Problem requirements >> Would you output the entries below only from the line containing "by due time" through the line containing "Queue whose Redis", exactly as they stand and with both ends included?

Collected data:
....

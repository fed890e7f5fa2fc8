use chrono::Utc;
use redis::AsyncCommands;
use serde::{Deserialize, Serialize};
use std::time::Duration;
use uuid::Uuid;

use crate::models::notification::CompletionNotification;

const DEFAULT_NAMESPACE: &str = "ocr_scan";

/// Notification payload serialized into Redis.
#[derive(Debug, Clone, Serialize, Deserialize, PartialEq)]
pub struct QueuedNotification {
    /// Distinguishes redeliveries so `complete` removes exactly one entry.
    pub delivery_id: Uuid,
    pub notification: CompletionNotification,
    pub attempt: u32,
}

impl QueuedNotification {
    pub fn new(notification: CompletionNotification) -> Self {
        Self {
            delivery_id: Uuid::new_v4(),
            notification,
            attempt: 1,
        }
    }

    /// The same notification, scheduled for another delivery.
    pub fn next_attempt(&self) -> Self {
        Self {
            delivery_id: Uuid::new_v4(),
            notification: self.notification.clone(),
            attempt: self.attempt + 1,
        }
    }
}

#[derive(Debug, Clone)]
struct QueueKeys {
    pending: String,
    processing: String,
    retry: String,
    dead_letter: String,
}

impl QueueKeys {
    fn new(namespace: &str) -> Self {
        Self {
            pending: format!("{namespace}:notifications"),
            processing: format!("{namespace}:processing"),
            retry: format!("{namespace}:retry"),
            dead_letter: format!("{namespace}:dead_letter"),
        }
    }
}

/// Redis-backed queue of completion notifications awaiting the worker.
///
/// Deliveries move `pending -> processing` on dequeue and leave `processing`
/// when completed, scheduled for retry (`retry` sorted set, scored by due time
/// in milliseconds) or dead-lettered.
pub struct NotificationQueue {
    client: redis::Client,
    keys: QueueKeys,
}

impl NotificationQueue {
    pub fn new(redis_url: &str) -> Result<Self, QueueError> {
        Self::with_namespace(redis_url, DEFAULT_NAMESPACE)
    }

    /// Queue whose Redis keys all start with `namespace:`.
    pub fn with_namespace(redis_url: &str, namespace: &str) -> Result<Self, QueueError> {
        let client = redis::Client::open(redis_url).map_err(QueueError::Redis)?;
        Ok(Self {
            client,
            keys: QueueKeys::new(namespace),
        })
    }

    async fn connection(&self) -> Result<redis::aio::MultiplexedConnection, QueueError> {
        self.client
            .get_multiplexed_async_connection()
            .await
            .map_err(QueueError::Redis)
    }

    /// Enqueue one notification delivery.
    pub async fn enqueue(&self, item: &QueuedNotification) -> Result<(), QueueError> {
        let mut conn = self.connection().await?;
        let payload = serde_json::to_string(item).map_err(QueueError::Serialize)?;
        conn.lpush::<_, _, ()>(&self.keys.pending, &payload)
            .await
            .map_err(QueueError::Redis)?;
        Ok(())
    }

    /// Pop the oldest delivery, moving it to the processing list until completed.
    pub async fn dequeue(&self) -> Result<Option<QueuedNotification>, QueueError> {
        let mut conn = self.connection().await?;
        let result: Option<String> = conn
            .rpoplpush(&self.keys.pending, &self.keys.processing)
            .await
            .map_err(QueueError::Redis)?;

        match result {
            Some(payload) => {
                let item: QueuedNotification =
                    serde_json::from_str(&payload).map_err(QueueError::Serialize)?;
                Ok(Some(item))
            }
            None => Ok(None),
        }
    }

    /// Check Redis connectivity (for health checks).
    pub async fn health_check(&self) -> Result<(), QueueError> {
        let mut conn = self.connection().await?;
        redis::cmd("PING")
            .query_async::<String>(&mut conn)
            .await
            .map_err(QueueError::Redis)?;
        Ok(())
    }

    /// Number of deliveries waiting for a worker.
    pub async fn queue_depth(&self) -> Result<u64, QueueError> {
        let mut conn = self.connection().await?;
        let depth: u64 = conn.llen(&self.keys.pending).await.map_err(QueueError::Redis)?;
        Ok(depth)
    }

    /// Number of deliveries parked after exhausting their retries.
    pub async fn dead_letter_depth(&self) -> Result<u64, QueueError> {
        let mut conn = self.connection().await?;
        let depth: u64 = conn
            .llen(&self.keys.dead_letter)
            .await
            .map_err(QueueError::Redis)?;
        Ok(depth)
    }

    /// Acknowledge a delivery (remove it from the processing list).
    pub async fn complete(&self, item: &QueuedNotification) -> Result<(), QueueError> {
        let mut conn = self.connection().await?;
        let payload = serde_json::to_string(item).map_err(QueueError::Serialize)?;
        conn.lrem::<_, _, ()>(&self.keys.processing, 1, &payload)
            .await
            .map_err(QueueError::Redis)?;
        Ok(())
    }

    /// Park `item` in the retry set until `delay` has passed.
    pub async fn schedule_retry(
        &self,
        item: &QueuedNotification,
        delay: Duration,
    ) -> Result<(), QueueError> {
        let mut conn = self.connection().await?;
        let payload = serde_json::to_string(item).map_err(QueueError::Serialize)?;
        let delay_ms = i64::try_from(delay.as_millis()).unwrap_or(i64::MAX);
        let due = Utc::now().timestamp_millis().saturating_add(delay_ms);
        conn.zadd::<_, _, _, ()>(&self.keys.retry, &payload, due)
            .await
            .map_err(QueueError::Redis)?;
        Ok(())
    }

    /// Move every retry whose delay has passed back onto the pending list.
    pub async fn promote_due_retries(&self) -> Result<usize, QueueError> {
        let mut conn = self.connection().await?;
        let now = Utc::now().timestamp_millis();
        let due: Vec<String> = conn
            .zrangebyscore(&self.keys.retry, "-inf", now)
            .await
            .map_err(QueueError::Redis)?;

        for payload in &due {
            redis::pipe()
                .atomic()
                .zrem(&self.keys.retry, payload)
                .ignore()
                .lpush(&self.keys.pending, payload)
                .ignore()
                .query_async::<()>(&mut conn)
                .await
                .map_err(QueueError::Redis)?;
        }
        Ok(due.len())
    }

    /// Move `item` from the processing list to the dead-letter list.
    pub async fn dead_letter(&self, item: &QueuedNotification) -> Result<(), QueueError> {
        let mut conn = self.connection().await?;
        let payload = serde_json::to_string(item).map_err(QueueError::Serialize)?;
        redis::pipe()
            .atomic()
            .lrem(&self.keys.processing, 1, &payload)
            .ignore()
            .lpush(&self.keys.dead_letter, &payload)
            .ignore()
            .query_async::<()>(&mut conn)
            .await
            .map_err(QueueError::Redis)?;
        Ok(())
    }

    /// Return every dead-lettered delivery to the pending list.
    pub async fn redrive_dead_letters(&self) -> Result<usize, QueueError> {
        self.drain_into_pending(&self.keys.dead_letter).await
    }

    /// Return deliveries stranded in the processing list to the pending list.
    ///
    /// Only safe while no worker is mid-delivery on this queue, so the worker
    /// calls it once at startup.
    pub async fn recover_processing(&self) -> Result<usize, QueueError> {
        self.drain_into_pending(&self.keys.processing).await
    }

    async fn drain_into_pending(&self, source: &str) -> Result<usize, QueueError> {
        let mut conn = self.connection().await?;
        let mut moved = 0;
        loop {
            let payload: Option<String> = conn
                .rpoplpush(source, &self.keys.pending)
                .await
                .map_err(QueueError::Redis)?;
            if payload.is_none() {
                return Ok(moved);
            }
            moved += 1;
        }
    }
}

#[derive(Debug, thiserror::Error)]
pub enum QueueError {
    #[error("Redis operation failed: {0}")]
    Redis(#[from] redis::RedisError),

    #[error("Failed to serialize queue payload: {0}")]
    Serialize(#[from] serde_json::Error),
}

....

Result for this task >>
/// when completed, scheduled for retry (`retry` sorted set, scored by due time
/// in milliseconds) or dead-lettered.
pub struct NotificationQueue {
    client: redis::Client,
    keys: QueueKeys,
}

impl NotificationQueue {
    pub fn new(redis_url: &str) -> Result<Self, QueueError> {
        Self::with_namespace(redis_url, DEFAULT_NAMESPACE)
    }

    /// Queue whose Redis keys all start with `namespace:`.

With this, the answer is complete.